Bt11082804ns300 それにしても、今日の二大興行は、見事に対照的な内容でしたね。猪木ゲノムは全てがシングル対決、そして異種格闘技戦が多く、独特の緊張感がありました。一言で言うなら、やはり昭和の新日本プロレスの雰囲気でしょうかね。
 一方のATの方は、往年の全日本プロレス的だったと言えるでしょう。全てがタッグマッチ。闘いは闘いでも、そこには「アンサンブル感」がある。安心して観ていられる一種の「あたたかさ」がありました。
 そのどちらが良いとか悪いとか、そういう次元ではないのです。先ほど書いたように、プロレスは「人生の縮図」です。多種多様な人間がいて、多種多様な人生があって、そのそれぞれの中に必ず「闘い」があるわけですから、これでいいのです。
 実際、両大会の中にも、様々な闘い模様がありましたから、さらに多様で複雑な世界を形成していました。
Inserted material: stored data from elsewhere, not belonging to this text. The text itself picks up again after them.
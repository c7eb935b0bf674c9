/*!
 * # doctran - format-preserving document translation
 *
 * A Rust library for translating documents while keeping their file
 * format: a PDF in, a translated PDF out, and the same for DOCX, PPTX
 * and plain text.
 *
 * ## Features
 *
 * - Format detection from filename, declared MIME type or raw bytes
 * - Text extraction with paragraph and bullet structure markers
 * - Chunked translation through a LibreTranslate-compatible server,
 *   with optional source-language detection
 * - Regeneration of the translated text in the original format
 * - Batch translation of whole directories
 *
 * ## Architecture
 *
 * The library is organized in these main modules:
 * - `app_config`: Configuration management
 * - `document`: Document model and format detection
 * - `extraction`: Per-format text extractors:
 *   - `extraction::docx`: DOCX paragraph extraction
 *   - `extraction::pptx`: PPTX slide-order extraction
 *   - `extraction::pdf`: PDF text extraction
 * - `translation`: Chunking and translation orchestration:
 *   - `translation::chunk`: Newline-aware text chunking
 *   - `translation::core`: Detection and sequential chunk translation
 * - `generation`: Per-format document writers:
 *   - `generation::docx`: Paragraphs, bullets and hyperlinks
 *   - `generation::pptx`: Minimal single-slide package
 *   - `generation::pdf`: Paginated layout with measured word wrap
 *   - `generation::font`: TrueType metrics and PDF font embedding
 * - `file_utils`: File system operations
 * - `app_controller`: End-to-end pipeline
 * - `language_utils`: ISO language code utilities
 * - `providers`: Translation backend clients:
 *   - `providers::libretranslate`: LibreTranslate HTTP client
 *   - `providers::mock`: Scriptable backend for tests
 * - `errors`: Custom error types for the application
 *
 * ## License
 *
 * This project is licensed under the MIT License
 */

// Global lints configuration
// These lints will be allowed but not auto-fixed
#![allow(clippy::uninlined_format_args)]
#![allow(clippy::redundant_closure_for_method_calls)]

// Public modules
pub mod app_config;
pub mod app_controller;
pub mod document;
pub mod errors;
pub mod extraction;
pub mod file_utils;
pub mod generation;
pub mod language_utils;
pub mod providers;
pub mod translation;

// Re-export main types for easier usage
pub use app_config::Config;
pub use app_controller::{PipelineOutput, TranslationPipeline};
pub use document::{DocumentFormat, SourceDocument};
pub use errors::AppError;
use std::time::Duration;

use async_trait::async_trait;
use log::{debug, error};
use reqwest::Client;
use serde::Deserialize;

use crate::errors::ProviderError;
use crate::providers::{LanguageEntry, TranslationBackend, UNDETERMINED_LANGUAGE};

/// Client for a LibreTranslate-compatible translation server
///
/// Speaks the form-encoded `/detect` and `/translate` endpoints. Server
/// errors and network failures are retried with exponential backoff;
/// client errors are returned immediately.
#[derive(Debug)]
pub struct LibreTranslate {
    /// Base URL of the server, without trailing slash
    base_url: String,
    /// Optional API key appended to every request
    api_key: String,
    /// HTTP client for making requests
    client: Client,
    /// Maximum number of retry attempts
    max_retries: u32,
    /// Base backoff time in milliseconds for exponential backoff
    backoff_base_ms: u64,
    /// Character budget per translate call
    max_chunk_chars: usize,
}

/// One entry of the `/detect` response array
#[derive(Debug, Deserialize)]
struct Detection {
    /// Detected language code
    language: String,
    /// Detection confidence, 0-100
    #[serde(default)]
    #[allow(dead_code)]
    confidence: f64,
}

/// Response body of the `/translate` endpoint
#[derive(Debug, Deserialize)]
struct TranslateResponse {
    #[serde(rename = "translatedText")]
    translated_text: String,
}

impl LibreTranslate {
    /// Create a new client
    pub fn new(base_url: impl Into<String>, api_key: impl Into<String>) -> Self {
        Self::with_config(base_url, api_key, 5000, 30, 3, 1000)
    }

    /// Create a new client with explicit limits
    pub fn with_config(
        base_url: impl Into<String>,
        api_key: impl Into<String>,
        max_chunk_chars: usize,
        timeout_secs: u64,
        max_retries: u32,
        backoff_base_ms: u64,
    ) -> Self {
        let base_url = base_url.into().trim_end_matches('/').to_string();
        Self {
            base_url,
            api_key: api_key.into(),
            client: Client::builder()
                .timeout(Duration::from_secs(timeout_secs))
                .build()
                .unwrap_or_default(),
            max_retries,
            backoff_base_ms,
            max_chunk_chars,
        }
    }

    /// POST a form to an endpoint with retry on server/network errors
    async fn post_form(
        &self,
        path: &str,
        mut form: Vec<(&'static str, String)>,
    ) -> Result<String, ProviderError> {
        if !self.api_key.is_empty() {
            form.push(("api_key", self.api_key.clone()));
        }
        let url = format!("{}{}", self.base_url, path);

        let mut attempt = 0;
        let mut last_error = None;

        while attempt <= self.max_retries {
            let response_result = self.client.post(&url).form(&form).send().await;

            match response_result {
                Ok(response) => {
                    let status = response.status();
                    if status.is_success() {
                        return response.text().await.map_err(|e| {
                            ProviderError::ParseError(format!(
                                "Failed to read response body from {}: {}",
                                url, e
                            ))
                        });
                    }

                    let message = response
                        .text()
                        .await
                        .unwrap_or_else(|_| "Failed to get error response text".to_string());

                    if status.is_server_error() {
                        // Server error - can retry
                        error!(
                            "Backend error ({}) from {}: {} - attempt {}/{}",
                            status,
                            url,
                            message,
                            attempt + 1,
                            self.max_retries + 1
                        );
                        last_error = Some(ProviderError::ApiError {
                            status_code: status.as_u16(),
                            message,
                        });
                    } else {
                        // Client error - don't retry
                        error!("Backend error ({}) from {}: {}", status, url, message);
                        return Err(ProviderError::ApiError {
                            status_code: status.as_u16(),
                            message,
                        });
                    }
                }
                Err(e) => {
                    // Network error - can retry
                    error!(
                        "Backend network error for {}: {} - attempt {}/{}",
                        url,
                        e,
                        attempt + 1,
                        self.max_retries + 1
                    );
                    last_error = Some(ProviderError::ConnectionError(e.to_string()));
                }
            }

            attempt += 1;
            if attempt <= self.max_retries {
                let backoff_ms = self.backoff_base_ms * (1u64 << (attempt - 1));
                tokio::time::sleep(Duration::from_millis(backoff_ms)).await;
            }
        }

        Err(last_error.unwrap_or_else(|| {
            ProviderError::RequestFailed(format!(
                "Request to {} failed after {} attempts",
                url,
                self.max_retries + 1
            ))
        }))
    }
}

#[async_trait]
impl TranslationBackend for LibreTranslate {
    async fn detect_language(&self, text: &str) -> Result<String, ProviderError> {
        if text.trim().is_empty() {
            return Ok(UNDETERMINED_LANGUAGE.to_string());
        }

        let body = self
            .post_form("/detect", vec![("q", text.to_string())])
            .await?;

        let detections: Vec<Detection> = serde_json::from_str(&body)
            .map_err(|e| ProviderError::ParseError(format!("Invalid /detect response: {}", e)))?;

        match detections.first() {
            Some(top) => {
                debug!("Detected source language: {}", top.language);
                Ok(top.language.clone())
            }
            None => Ok(UNDETERMINED_LANGUAGE.to_string()),
        }
    }

    async fn translate(
        &self,
        text: &str,
        source: &str,
        target: &str,
    ) -> Result<String, ProviderError> {
        if text.is_empty() {
            return Ok(String::new());
        }

        let body = self
            .post_form(
                "/translate",
                vec![
                    ("q", text.to_string()),
                    ("source", source.to_string()),
                    ("target", target.to_string()),
                    ("format", "text".to_string()),
                ],
            )
            .await?;

        let response: TranslateResponse = serde_json::from_str(&body).map_err(|e| {
            ProviderError::ParseError(format!("Invalid /translate response: {}", e))
        })?;

        if response.translated_text.is_empty() && !text.trim().is_empty() {
            return Err(ProviderError::EmptyResponse(
                "backend returned an empty translation".to_string(),
            ));
        }

        Ok(response.translated_text)
    }

    async fn list_languages(&self) -> Result<Vec<LanguageEntry>, ProviderError> {
        let url = format!("{}/languages", self.base_url);
        let response = self
            .client
            .get(&url)
            .send()
            .await
            .map_err(|e| ProviderError::ConnectionError(e.to_string()))?;

        let status = response.status();
        if !status.is_success() {
            let message = response
                .text()
                .await
                .unwrap_or_else(|_| "Failed to get error response text".to_string());
            return Err(ProviderError::ApiError {
                status_code: status.as_u16(),
                message,
            });
        }

        response
            .json::<Vec<LanguageEntry>>()
            .await
            .map_err(|e| ProviderError::ParseError(format!("Invalid /languages response: {}", e)))
    }

    fn max_chunk_chars(&self) -> usize {
        self.max_chunk_chars
    }
}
逆に言えば、一面的な闘い模様しか表現できないジャンルになってしまったら、もう「プロレス」ではないのです。
 私は音楽をやっているので、そのあたりのことをいつも体感しています。つまり、あるバンドや合奏団で演奏する際、他者を刺激し、他者と闘い、自分が目立たねばならない時と、相手に合わせて「場」を作る瞬間とが、絶妙に共存して、初めて音楽になることを知っているのです。
 と、いろいろ抽象的なことばかり書いてきましたけれど、両大会から、私自身もたくさんの勇気と元気をいただきました。きっと被災者の方々はもっとたくさんの「力」をもらったのではないでしょうか。
 いつの時代でも、困難な現在に必要なのは、過去と未来を結ぶ「物語」なのでした。プロレスや歌…今私たちに必要なのは、「全ての人間や人生を慈しむ心」と、「折れない心」なのではないでしょうか。私はそれこそが「和の精神」だと思っています。
 本当は各大会の試合内容についても触れるつもりでしたが、まあそれは他の人もたくさん書いているでしょうから割愛します。
 さて来週はこれまたプロレスの大切な一面の表現である「キャンプ場プロレスリング・オム(代表飯伏幸太)旗揚げ戦」に行ってきます!ああ、私の人生にプロレスがあって良かった。